The script uses two environment variables, OMNET_DATA_DIR and RN_PROJ_HOME, so ensure that they are set before using this script.

Convert to TFRecords

The datasets obtained in the previous step already have the TFRecords version of the data, so you don't need to do this. If you want to see how that conversion works, for the sake of curiosity say, then the process_omnet_data_v0.py script will do that.

Tests

There are two kinds of tests provided:

Unit tests, in the tests/unit, which individually test the TFRecord conversion, training and model prediction, and which execute in he order of a couple of minutes or less.
Smoke tests, which run through the lifecycle of TFRecord conversion, train and predict, for some hundreds of iterations, and which can take several hours to to execute.

To get quicker results from the smoke tests, you can comment out the tests for the geant2bw and synth50bw datasets, so that the tests just run with the nsfnetbw dataset. This will execute in the order of tens of minutes, but is obviously slightly less thorough.

It is highly recommended to run the tests, which use subsets of the datasets, before you start to use the model for training with the full datasets. If your environment is not set up properly, or the code is broken somehow, then the running the tests will quickly reveal that.

Training

The train_multiple_v0.py script runs the training. The script can be adjusted to train and evaluate with different data sets, and for different numbers of iterations. The checkpoints for any given combination of datasets and training iterations will be saved in a directory named with that combination. For example, the directory model_checkpoints-train_nsfnetbw_geant2bw-eval_synth50bw-50000_v0 contains checkpoints, and evaluation logs, for a training run of 50,000 iterations with the train subset of the nsfnetbw and geant2bw data sets, evaluated against the evaluation subset of the synth50bw dataset.

Using TensorBoard

TensorBoard is TensorFlow's visualization toolkit. You can use TensorBoard during training, and after, to view the evaluation data for the model over training iterations.

The evaluation log data is in the eval sub-directory of the checkpoints directory. For example, if you are training, using 50,000 iterations, with the nsfnetbw and geant2bw datasets, and evaluating with the synth50bw data set, then the evaluation logs will be in the model_checkpoints-train_nsfnetbw_geant2bw-eval_synth50bw-50000_v0 directory. To use TensorBoard, then, you can use the commands below.

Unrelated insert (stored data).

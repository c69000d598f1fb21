//! Tokenizer and parser for boolean algebra expressions.
//!
//! Expressions use `.` (or `AND`, `&`, `*`) for conjunction, `+` (or `OR`, `|`) for disjunction,
//! and a prefix `!` (or `NOT`, `~`) for negation. Rewrite rule patterns additionally accept
//! repeating groups written in square brackets; see [`parser::Parser::new_pattern`].

pub mod parser;
pub mod tokenizer;

use parser::{ast::Expr, error::Error, Parser};

/// Parses a complete boolean expression.
pub fn parse(source: &str) -> Result<Expr, Error> {
    Parser::new(source).try_parse_full()
}

/// Parses a complete rewrite rule pattern, which may contain repeating groups.
pub fn parse_pattern(source: &str) -> Result<Expr, Error> {
    Parser::new_pattern(source).try_parse_full()
}
mod error_kind;

use error_kind::ErrorKindTarget;
use proc_macro::TokenStream;
use quote::quote;
use syn::parse_macro_input;

/// Derives the [`ErrorKind`] trait for the given struct.
///
/// This trait can be derived for any kind of struct.
///
/// The information of the error can be customized using the `error` attribute by adding the
/// corresponding tags to it:
/// ```
/// use boolsimp_attrs::ErrorKind;
///
/// #[derive(Debug, ErrorKind)]
/// #[error(message = "unexpected end of file", labels = ["add something here"])]
/// pub struct Foo;
/// ```
///
/// The following tags are available:
///
/// | Tag         | Description                                                                  |
/// | ----------- | ---------------------------------------------------------------------------- |
/// | `message`   | The message displayed at the top of the error when it is displayed.          |
/// | `labels`    | An array of label texts; the `n`th label points at the `n`th span.           |
/// | `help`      | Optional help text for the error, describing what the user can do to fix it. |
///
/// Each tag accepts an expression that should evaluate to something implementing
/// [`ToString`]. The expressions are evaluated inside a method of the struct, so fields can be
/// used through `self` (for example, `message = format!("unknown name `{}`", self.name)`).
///
/// The generated implementation refers to `ariadne` and `boolsimp_error` by name, so both must be
/// dependencies of the crate using the derive.
#[proc_macro_derive(ErrorKind, attributes(error))]
pub fn error_kind(item: TokenStream) -> TokenStream {
    let target = parse_macro_input!(item as ErrorKindTarget);
    let name = &target.name;
    quote! {
        impl boolsimp_error::ErrorKind for #name {
            fn as_any(&self) -> &dyn std::any::Any {
                self
            }

            #target
        }
    }.into()
}
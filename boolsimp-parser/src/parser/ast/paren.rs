use crate::{
    parser::{
        ast::expr::Expr,
        error::{EmptyParenthesis, Error, MissingOperator, UnclosedParenthesis, UnexpectedToken},
        token::{CloseParen, OpenParen},
        Parse,
        Parser,
    },
    tokenizer::TokenKind,
};
use std::{fmt, ops::Range};

#[cfg(feature = "serde")]
use serde::{Deserialize, Serialize};

/// A parenthesized expression. A [`Paren`] can only contain a single expression.
#[derive(Debug, Clone, PartialEq, Eq)]
#[cfg_attr(feature = "serde", derive(Serialize, Deserialize))]
pub struct Paren {
    /// The inner expression.
    pub expr: Box<Expr>,

    /// The region of the source code that this [`Paren`] was parsed from.
    pub span: Range<usize>,
}

impl Paren {
    /// Returns the span of the parenthesized expression.
    pub fn span(&self) -> Range<usize> {
        self.span.clone()
    }

    /// Returns the innermost expression in the parenthesized expression.
    pub fn innermost(&self) -> &Expr {
        let mut inner = &self.expr;
        while let Expr::Paren(paren) = inner.as_ref() {
            inner = &paren.expr;
        }
        inner
    }
}

impl Parse for Paren {
    fn parse(input: &mut Parser) -> Result<Self, Error> {
        let open_paren = input.try_parse::<OpenParen>()?;
        if let Ok(close_paren) = input.try_parse::<CloseParen>() {
            return Err(Error::new(
                vec![open_paren.span.start..close_paren.span.end],
                EmptyParenthesis,
            ));
        }

        let expr = input.try_parse::<Expr>()?;
        let close_paren = match input.peek_kind() {
            Some(TokenKind::CloseParen) => input.try_parse::<CloseParen>()?,
            None => return Err(Error::new(
                vec![open_paren.span],
                UnclosedParenthesis { opening: true },
            )),
            Some(kind) if kind.starts_operand() => return Err(input.error(MissingOperator)),
            Some(found) => return Err(input.error(UnexpectedToken {
                expected: &[TokenKind::CloseParen],
                found,
            })),
        };

        Ok(Self {
            expr: Box::new(expr),
            span: open_paren.span.start..close_paren.span.end,
        })
    }
}

impl fmt::Display for Paren {
    fn fmt(&self, f: &mut fmt::Formatter) -> fmt::Result {
        write!(f, "(")?;
        self.expr.fmt(f)?;
        write!(f, ")")
    }
}
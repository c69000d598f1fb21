mod error;

use boolsimp_engine::{Derivation, Expr, Simplifier};
use error::Error;
use rustyline::{error::ReadlineError, DefaultEditor};
use std::{io::{self, BufRead, IsTerminal}, process::ExitCode};

/// Parses and simplifies the given input string.
fn parse_simplify(input: &str, simplifier: &Simplifier) -> Result<Derivation, Error> {
    let expr = input.parse::<Expr>()?;
    Ok(simplifier.simplify(&expr))
}

/// Simplifies the input and prints the derivation, or reports the error. Returns true on success.
fn read_eval(input: &str, simplifier: &Simplifier, quiet: bool) -> bool {
    match parse_simplify(input, simplifier) {
        Ok(derivation) => {
            if quiet {
                println!("{}", derivation.result());
            } else {
                print!("{}", derivation);
                if derivation.truncated {
                    println!("(search stopped after {} trees)", derivation.nodes_explored);
                }
            }
            true
        },
        Err(err) => {
            err.report_to_stderr(input);
            false
        },
    }
}

/// Runs the interactive mode until end of input.
fn repl(simplifier: &Simplifier, quiet: bool) -> Result<(), ReadlineError> {
    let mut rl = DefaultEditor::new()?;

    fn process_line(rl: &mut DefaultEditor, simplifier: &Simplifier, quiet: bool) -> Result<(), ReadlineError> {
        let input = rl.readline("> ")?;
        if input.trim().is_empty() {
            return Ok(());
        }

        rl.add_history_entry(&input)?;

        read_eval(&input, simplifier, quiet);
        Ok(())
    }

    loop {
        match process_line(&mut rl, simplifier, quiet) {
            Ok(()) => (),
            Err(ReadlineError::Eof | ReadlineError::Interrupted) => return Ok(()),
            Err(err) => return Err(err),
        }
    }
}

fn main() -> ExitCode {
    env_logger::Builder::from_env(env_logger::Env::default().default_filter_or("warn")).init();

    let mut quiet = false;
    let mut words = Vec::new();
    for arg in std::env::args().skip(1) {
        match arg.as_str() {
            "-q" | "--quiet" => quiet = true,
            _ => words.push(arg),
        }
    }

    let simplifier = match Simplifier::new() {
        Ok(simplifier) => simplifier,
        Err(err) => {
            Error::from(err).report_to_stderr("");
            return ExitCode::FAILURE;
        },
    };

    if !words.is_empty() {
        // simplify the arguments as one expression
        let input = words.join(" ");
        if read_eval(&input, &simplifier, quiet) {
            ExitCode::SUCCESS
        } else {
            ExitCode::FAILURE
        }
    } else if !io::stdin().is_terminal() {
        // one expression per line
        let mut ok = true;
        for line in io::stdin().lock().lines() {
            let line = match line {
                Ok(line) => line,
                Err(err) => {
                    eprintln!("{}", err);
                    return ExitCode::FAILURE;
                },
            };
            if line.trim().is_empty() {
                continue;
            }
            ok &= read_eval(&line, &simplifier, quiet);
        }

        if ok {
            ExitCode::SUCCESS
        } else {
            ExitCode::FAILURE
        }
    } else {
        // run the repl / interactive mode
        match repl(&simplifier, quiet) {
            Ok(()) => ExitCode::SUCCESS,
            Err(err) => {
                eprintln!("{}", err);
                ExitCode::FAILURE
            },
        }
    }
}
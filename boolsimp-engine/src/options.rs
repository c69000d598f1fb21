//! Options that bound the derivation search.

#[cfg(feature = "serde")]
use serde::{Deserialize, Serialize};

/// Options controlling how far the simplifier searches.
///
/// Every tree explored during a search must stay within a cost bound derived from the cost of the
/// input (see [`SimplifyOptions::cost_bound`]), so that laws that grow the tree, like the
/// distributive law, cannot be applied forever.
#[derive(Debug, Clone, Copy, PartialEq)]
#[cfg_attr(feature = "serde", derive(Serialize, Deserialize))]
pub struct SimplifyOptions {
    /// How many times larger than the input an explored tree may be.
    ///
    /// The default is `2.5`.
    pub growth_factor: f64,

    /// How many nodes larger than the input an explored tree may always be, regardless of
    /// [`growth_factor`].
    ///
    /// This gives small inputs room to be expanded before they are reduced. The default is `50`.
    ///
    /// [`growth_factor`]: SimplifyOptions::growth_factor
    pub growth_slack: usize,

    /// The maximum number of trees to explore. If [`None`], the search only stops once every tree
    /// within the cost bound has been explored.
    ///
    /// When the limit is reached, the best tree found so far is returned and the derivation is
    /// marked as truncated. The default is `Some(20_000)`, so by default a search is not
    /// exhaustive: on large inputs it can stop before reaching the simplest tree within the cost
    /// bound. Set this to [`None`] to always explore every such tree.
    pub node_limit: Option<usize>,
}

impl Default for SimplifyOptions {
    fn default() -> Self {
        Self {
            growth_factor: 2.5,
            growth_slack: 50,
            node_limit: Some(20_000),
        }
    }
}

impl SimplifyOptions {
    /// Wraps the given [`SimplifyOptions`] into a builder for further customization.
    pub fn into_builder(self) -> SimplifyOptionsBuilder {
        SimplifyOptionsBuilder(self)
    }

    /// Returns the largest cost an explored tree may have, given the cost of the input.
    ///
    /// This is the larger of `root_cost * growth_factor` (rounded down) and
    /// `root_cost + growth_slack`.
    pub fn cost_bound(&self, root_cost: usize) -> usize {
        let scaled = (root_cost as f64 * self.growth_factor).floor().max(0.0) as usize;
        scaled.max(root_cost.saturating_add(self.growth_slack))
    }
}

/// A builder for [`SimplifyOptions`].
#[derive(Debug, Default, Clone, Copy, PartialEq)]
pub struct SimplifyOptionsBuilder(SimplifyOptions);

impl SimplifyOptionsBuilder {
    /// Creates a new builder with the default options.
    pub fn new() -> Self {
        Self::default()
    }

    /// Sets the growth factor. See [`SimplifyOptions::growth_factor`] for more information.
    pub fn growth_factor(mut self, growth_factor: f64) -> Self {
        self.0.growth_factor = growth_factor;
        self
    }

    /// Sets the growth slack. See [`SimplifyOptions::growth_slack`] for more information.
    pub fn growth_slack(mut self, growth_slack: usize) -> Self {
        self.0.growth_slack = growth_slack;
        self
    }

    /// Sets the maximum number of trees to explore. See [`SimplifyOptions::node_limit`] for more
    /// information.
    pub fn node_limit(mut self, node_limit: Option<usize>) -> Self {
        self.0.node_limit = node_limit;
        self
    }

    /// Builds the [`SimplifyOptions`] struct.
    pub fn build(self) -> SimplifyOptions {
        self.0
    }
}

Note that the eval directory will only exist ten minutes after the training has started, as a consequence of the setting throttle_secs=10 * 60 in the training code.

cd $RN_PROJ_HOME/model_checkpoints-train_nsfnetbw_geant2bw-eval_synth50bw-50000_v0/eval
tensorboard --logdir .

Then you can open the TensorBoard web application in a browser at 'http://localhost:6006/' and see the logs via a web application.

As an example, the figures below show the evolution of the loss (Mean Absolute Error) and the accuracy (Pearson correlation coefficient) of the RouteNet model that is provided in the 'trained_models' directory.

This model was trained with samples of the 14-node NSFNET and the 50-node topologies, and was evaluated over samples of the Geant2 topology.

Predictions

The prediction demo notebook uses different checkpoints to illustrate the prediction capabilities.